[Stored data]
//! Domain error types.

use chrono::NaiveDate;

/// Top-level error type for pricechart.
///
/// Errors are `Clone` so that a single in-flight fetch can hand the same
/// failure to every caller waiting on it.
#[derive(Debug, Clone, PartialEq, thiserror::Error)]
pub enum ChartError {
    #[error("invalid date range: start {start} is after end {end}")]
    InvalidRange { start: NaiveDate, end: NaiveDate },

    #[error("invalid symbol {symbol:?}: {reason}")]
    InvalidSymbol { symbol: String, reason: String },

    #[error("provider error: {reason}")]
    Provider { reason: String },

    #[error("no such instrument: {symbol}")]
    NotFound { symbol: String },

    #[error("no usable price data for {symbol}")]
    EmptySeries { symbol: String },

    #[error("invalid record on {date}: {reason}")]
    InvalidRecord { date: NaiveDate, reason: String },

    #[error("indicator computation failed: {reason}")]
    Computation { reason: String },

    #[error("cannot compose a chart for {symbol}: price series has no records")]
    EmptyComposition { symbol: String },

    #[error("config parse error in {file}: {reason}")]
    ConfigParse { file: String, reason: String },

    #[error("missing config key [{section}] {key}")]
    ConfigMissing { section: String, key: String },

    #[error("invalid config value [{section}] {key}: {reason}")]
    ConfigInvalid {
        section: String,
        key: String,
        reason: String,
    },

    #[error("failed to write {path}: {reason}")]
    Output { path: String, reason: String },
}

impl ChartError {
    /// Transient provider failures (network, timeout) may be retried by the
    /// fetcher; everything else is terminal.
    pub fn is_retryable(&self) -> bool {
        matches!(self, ChartError::Provider { .. })
    }

    /// Process exit status for this failure: 1 output, 2 config,
    /// 3 provider, 4 caller input, 5 data or computation.
    pub fn exit_status(&self) -> u8 {
        match self {
            ChartError::Output { .. } => 1,
            ChartError::ConfigParse { .. }
            | ChartError::ConfigMissing { .. }
            | ChartError::ConfigInvalid { .. } => 2,
            ChartError::Provider { .. } | ChartError::NotFound { .. } => 3,
            ChartError::InvalidRange { .. } | ChartError::InvalidSymbol { .. } => 4,
            ChartError::EmptySeries { .. }
            | ChartError::InvalidRecord { .. }
            | ChartError::Computation { .. }
            | ChartError::EmptyComposition { .. } => 5,
        }
    }

    pub(crate) fn config_invalid(section: &str, key: &str, reason: impl Into<String>) -> Self {
        ChartError::ConfigInvalid {
            section: section.to_string(),
            key: key.to_string(),
            reason: reason.into(),
        }
    }
}

impl From<&ChartError> for std::process::ExitCode {
    fn from(err: &ChartError) -> Self {
        std::process::ExitCode::from(err.exit_status())
    }
}
//! Request-scoped data-to-chart pipeline: fetch, clean, compute indicators,
//! compose.

use chrono::NaiveDate;
use tracing::{info, warn};

use crate::domain::chart::{compose, ChartSpec};
use crate::domain::cleaner::{clean, InvalidRecordPolicy};
use crate::domain::error::ChartError;
use crate::domain::fetcher::{check_range, normalize_symbol, DataFetcher};
use crate::domain::indicator::{moving_averages, IndicatorSeries, WindowMode};
use crate::domain::layout::RenderPolicy;
use crate::domain::ohlcv::PriceSeries;

pub const DEFAULT_WINDOWS: [usize; 2] = [50, 200];

/// Caller input: which instrument and which inclusive date range.
#[derive(Debug, Clone, PartialEq, Eq)]
pub struct ChartRequest {
    pub symbol: String,
    pub start: NaiveDate,
    pub end: NaiveDate,
}

impl ChartRequest {
    /// Validates the inputs and canonicalizes the symbol.
    pub fn new(symbol: &str, start: NaiveDate, end: NaiveDate) -> Result<Self, ChartError> {
        check_range(start, end)?;
        let symbol = normalize_symbol(symbol)?;
        if end > chrono::Local::now().date_naive() {
            warn!(%symbol, %end, "end date is in the future; data will stop at the latest session");
        }
        Ok(Self { symbol, start, end })
    }
}

#[derive(Debug, Clone, PartialEq)]
pub struct ChartOptions {
    /// Moving-average windows, in display order.
    pub windows: Vec<usize>,
    pub mode: WindowMode,
    pub record_policy: InvalidRecordPolicy,
    pub layout: RenderPolicy,
}

impl Default for ChartOptions {
    fn default() -> Self {
        Self {
            windows: DEFAULT_WINDOWS.to_vec(),
            mode: WindowMode::Strict,
            record_policy: InvalidRecordPolicy::Reject,
            layout: RenderPolicy::default(),
        }
    }
}

/// A cleaned series together with its indicators, before composition.
#[derive(Debug, Clone, PartialEq)]
pub struct PreparedSeries {
    pub series: PriceSeries,
    pub indicators: Vec<IndicatorSeries>,
}

pub fn prepare(
    fetcher: &DataFetcher,
    request: &ChartRequest,
    options: &ChartOptions,
) -> Result<PreparedSeries, ChartError> {
    let rows = fetcher.fetch(&request.symbol, request.start, request.end)?;
    info!(symbol = %request.symbol, rows = rows.len(), "fetched rows");

    let series = clean(&request.symbol, &rows, options.record_policy)?;
    info!(
        symbol = %request.symbol,
        records = series.len(),
        dropped = rows.len() - series.len(),
        "cleaned series"
    );

    let indicators = moving_averages(&series, &options.windows, options.mode)?;
    Ok(PreparedSeries { series, indicators })
}

/// Runs the whole pipeline. Any failure is returned as a typed error; no
/// partial chart is produced.
pub fn build_chart(
    fetcher: &DataFetcher,
    request: &ChartRequest,
    options: &ChartOptions,
) -> Result<ChartSpec, ChartError> {
    let prepared = prepare(fetcher, request, options)?;
    let chart = compose(&prepared.series, &prepared.indicators, &options.layout)?;
    info!(
        symbol = %request.symbol,
        traces = chart.trace_count(),
        "composed chart"
    );
    Ok(chart)
}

Problem to work on: Return all the lines above exactly as given.

Response box:
//! Domain error types.

use chrono::NaiveDate;

/// Top-level error type for pricechart.
///
/// Errors are `Clone` so that a single in-flight fetch can hand the same
/// failure to every caller waiting on it.
#[derive(Debug, Clone, PartialEq, thiserror::Error)]
pub enum ChartError {
    #[error("invalid date range: start {start} is after end {end}")]
    InvalidRange { start: NaiveDate, end: NaiveDate },

    #[error("invalid symbol {symbol:?}: {reason}")]
    InvalidSymbol { symbol: String, reason: String },

    #[error("provider error: {reason}")]
    Provider { reason: String },

    #[error("no such instrument: {symbol}")]
    NotFound { symbol: String },

    #[error("no usable price data for {symbol}")]
    EmptySeries { symbol: String },

    #[error("invalid record on {date}: {reason}")]
    InvalidRecord { date: NaiveDate, reason: String },

    #[error("indicator computation failed: {reason}")]
    Computation { reason: String },

    #[error("cannot compose a chart for {symbol}: price series has no records")]
    EmptyComposition { symbol: String },

    #[error("config parse error in {file}: {reason}")]
    ConfigParse { file: String, reason: String },

    #[error("missing config key [{section}] {key}")]
    ConfigMissing { section: String, key: String },

    #[error("invalid config value [{section}] {key}: {reason}")]
    ConfigInvalid {
        section: String,
        key: String,
        reason: String,
    },

    #[error("failed to write {path}: {reason}")]
    Output { path: String, reason: String },
}

impl ChartError {
    /// Transient provider failures (network, timeout) may be retried by the
    /// fetcher; everything else is terminal.
    pub fn is_retryable(&self) -> bool {
        matches!(self, ChartError::Provider { .. })
    }

    /// Process exit status for this failure: 1 output, 2 config,
    /// 3 provider, 4 caller input, 5 data or computation.
    pub fn exit_status(&self) -> u8 {
        match self {
            ChartError::Output { .. } => 1,
            ChartError::ConfigParse { .. }
            | ChartError::ConfigMissing { .. }
            | ChartError::ConfigInvalid { .. } => 2,
            ChartError::Provider { .. } | ChartError::NotFound { .. } => 3,
            ChartError::InvalidRange { .. } | ChartError::InvalidSymbol { .. } => 4,
            ChartError::EmptySeries { .. }
            | ChartError::InvalidRecord { .. }
            | ChartError::Computation { .. }
            | ChartError::EmptyComposition { .. } => 5,
        }
    }

    pub(crate) fn config_invalid(section: &str, key: &str, reason: impl Into<String>) -> Self {
        ChartError::ConfigInvalid {
            section: section.to_string(),
            key: key.to_string(),
            reason: reason.into(),
        }
    }
}

impl From<&ChartError> for std::process::ExitCode {
    fn from(err: &ChartError) -> Self {
        std::process::ExitCode::from(err.exit_status())
    }
}
//! Request-scoped data-to-chart pipeline: fetch, clean, compute indicators,
//! compose.

use chrono::NaiveDate;
use tracing::{info, warn};

use crate::domain::chart::{compose, ChartSpec};
use crate::domain::cleaner::{clean, InvalidRecordPolicy};
use crate::domain::error::ChartError;
use crate::domain::fetcher::{check_range, normalize_symbol, DataFetcher};
use crate::domain::indicator::{moving_averages, IndicatorSeries, WindowMode};
use crate::domain::layout::RenderPolicy;
use crate::domain::ohlcv::PriceSeries;

pub const DEFAULT_WINDOWS: [usize; 2] = [50, 200];

/// Caller input: which instrument and which inclusive date range.
#[derive(Debug, Clone, PartialEq, Eq)]
pub struct ChartRequest {
    pub symbol: String,
    pub start: NaiveDate,
    pub end: NaiveDate,
}

impl ChartRequest {
    /// Validates the inputs and canonicalizes the symbol.
    pub fn new(symbol: &str, start: NaiveDate, end: NaiveDate) -> Result<Self, ChartError> {
        check_range(start, end)?;
        let symbol = normalize_symbol(symbol)?;
        if end > chrono::Local::now().date_naive() {
            warn!(%symbol, %end, "end date is in the future; data will stop at the latest session");
        }
        Ok(Self { symbol, start, end })
    }
}

#[derive(Debug, Clone, PartialEq)]
pub struct ChartOptions {
    /// Moving-average windows, in display order.
    pub windows: Vec<usize>,
    pub mode: WindowMode,
    pub record_policy: InvalidRecordPolicy,
    pub layout: RenderPolicy,
}

impl Default for ChartOptions {
    fn default() -> Self {
        Self {
            windows: DEFAULT_WINDOWS.to_vec(),
            mode: WindowMode::Strict,
            record_policy: InvalidRecordPolicy::Reject,
            layout: RenderPolicy::default(),
        }
    }
}

/// A cleaned series together with its indicators, before composition.
#[derive(Debug, Clone, PartialEq)]
pub struct PreparedSeries {
    pub series: PriceSeries,
    pub indicators: Vec<IndicatorSeries>,
}

pub fn prepare(
    fetcher: &DataFetcher,
    request: &ChartRequest,
    options: &ChartOptions,
) -> Result<PreparedSeries, ChartError> {
    let rows = fetcher.fetch(&request.symbol, request.start, request.end)?;
    info!(symbol = %request.symbol, rows = rows.len(), "fetched rows");

    let series = clean(&request.symbol, &rows, options.record_policy)?;
    info!(
        symbol = %request.symbol,
        records = series.len(),
        dropped = rows.len() - series.len(),
        "cleaned series"
    );

    let indicators = moving_averages(&series, &options.windows, options.mode)?;
    Ok(PreparedSeries { series, indicators })
}

/// Runs the whole pipeline. Any failure is returned as a typed error; no
/// partial chart is produced.
pub fn build_chart(
    fetcher: &DataFetcher,
    request: &ChartRequest,
    options: &ChartOptions,
) -> Result<ChartSpec, ChartError> {
    let prepared = prepare(fetcher, request, options)?;
    let chart = compose(&prepared.series, &prepared.indicators, &options.layout)?;
    info!(
        symbol = %request.symbol,
        traces = chart.trace_count(),
        "composed chart"
    );
    Ok(chart)
}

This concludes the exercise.